→ Provided information:

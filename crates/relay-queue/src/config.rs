//! Queue configuration
//!
//! Reads retry and timeout settings from the environment.

use std::env;
use std::time::Duration;

use crate::job::{BackoffStrategy, RetryPolicy};

/// Delivery and retry settings
#[derive(Debug, Clone)]
pub struct QueueConfig {
    /// Attempts before a job is dropped (env: RELAY_MAX_RETRIES)
    pub max_retries: u32,
    /// Processor pause after a failed attempt (env: RELAY_RETRY_DELAY_MS)
    pub retry_delay: Duration,
    /// Per-request timeout (env: RELAY_DELIVERY_TIMEOUT_MS)
    pub delivery_timeout: Duration,
    /// Grow the pause by this factor per attempt (env: RELAY_BACKOFF_MULTIPLIER).
    /// `None` keeps the pause constant.
    pub backoff_multiplier: Option<f64>,
}

impl Default for QueueConfig {
    fn default() -> Self {
        Self {
            max_retries: 5,
            retry_delay: Duration::from_millis(5000),
            delivery_timeout: Duration::from_millis(10_000),
            backoff_multiplier: None,
        }
    }
}

impl QueueConfig {
    /// Load configuration from environment variables.
    ///
    /// Missing or unparseable values fall back to the defaults.
    pub fn from_env() -> Self {
        let defaults = Self::default();

        let max_retries = parse_env("RELAY_MAX_RETRIES")
            .filter(|n: &u32| *n > 0)
            .unwrap_or(defaults.max_retries);
        let retry_delay = parse_env("RELAY_RETRY_DELAY_MS")
            .map(Duration::from_millis)
            .unwrap_or(defaults.retry_delay);
        let delivery_timeout = parse_env("RELAY_DELIVERY_TIMEOUT_MS")
            .filter(|ms: &u64| *ms > 0)
            .map(Duration::from_millis)
            .unwrap_or(defaults.delivery_timeout);
        let backoff_multiplier = parse_env("RELAY_BACKOFF_MULTIPLIER")
            .filter(|m: &f64| m.is_finite() && *m > 1.0)
            .map(|m: f64| m.min(10.0));

        Self {
            max_retries,
            retry_delay,
            delivery_timeout,
            backoff_multiplier,
        }
    }

    pub fn retry_policy(&self) -> RetryPolicy {
        let backoff = match self.backoff_multiplier {
            Some(multiplier) => BackoffStrategy::Exponential {
                initial: self.retry_delay,
                multiplier,
            },
            None => BackoffStrategy::Constant {
                delay: self.retry_delay,
            },
        };

        RetryPolicy {
            max_retries: self.max_retries,
            backoff,
        }
    }
}

fn parse_env<T: std::str::FromStr>(key: &str) -> Option<T> {
    let raw = env::var(key).ok()?;
    match raw.trim().parse() {
        Ok(value) => Some(value),
        Err(_) => {
            tracing::warn!(key, value = %raw, "Ignoring unparseable configuration value");
            None
        }
    }
}

#[cfg(test)]
mod tests {
    use super::*;

    #[test]
    fn test_defaults() {
        let config = QueueConfig::default();
        assert_eq!(config.max_retries, 5);
        assert_eq!(config.retry_delay, Duration::from_secs(5));
        assert_eq!(config.delivery_timeout, Duration::from_secs(10));
        assert_eq!(config.retry_policy(), RetryPolicy::default());
    }

    #[test]
    fn test_multiplier_selects_exponential_backoff() {
        let config = QueueConfig {
            backoff_multiplier: Some(2.0),
            retry_delay: Duration::from_millis(100),
            ..Default::default()
        };

        let policy = config.retry_policy();
        assert_eq!(policy.backoff.delay(1), Duration::from_millis(100));
        assert_eq!(policy.backoff.delay(3), Duration::from_millis(400));
    }

    #[test]
    fn test_from_env_reads_overrides() {
        // Only this test touches these variables
        env::set_var("RELAY_MAX_RETRIES", "3");
        env::set_var("RELAY_RETRY_DELAY_MS", "250");
        env::set_var("RELAY_DELIVERY_TIMEOUT_MS", "not-a-number");

        let config = QueueConfig::from_env();
        assert_eq!(config.max_retries, 3);
        assert_eq!(config.retry_delay, Duration::from_millis(250));
        assert_eq!(config.delivery_timeout, Duration::from_secs(10));

        env::remove_var("RELAY_MAX_RETRIES");
        env::remove_var("RELAY_RETRY_DELAY_MS");
        env::remove_var("RELAY_DELIVERY_TIMEOUT_MS");
    }
}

→ Requirement: Which lines above include the word "Option"? Return each one.

→ Answer to the exercise:
    pub backoff_multiplier: Option<f64>,
fn parse_env<T: std::str::FromStr>(key: &str) -> Option<T> {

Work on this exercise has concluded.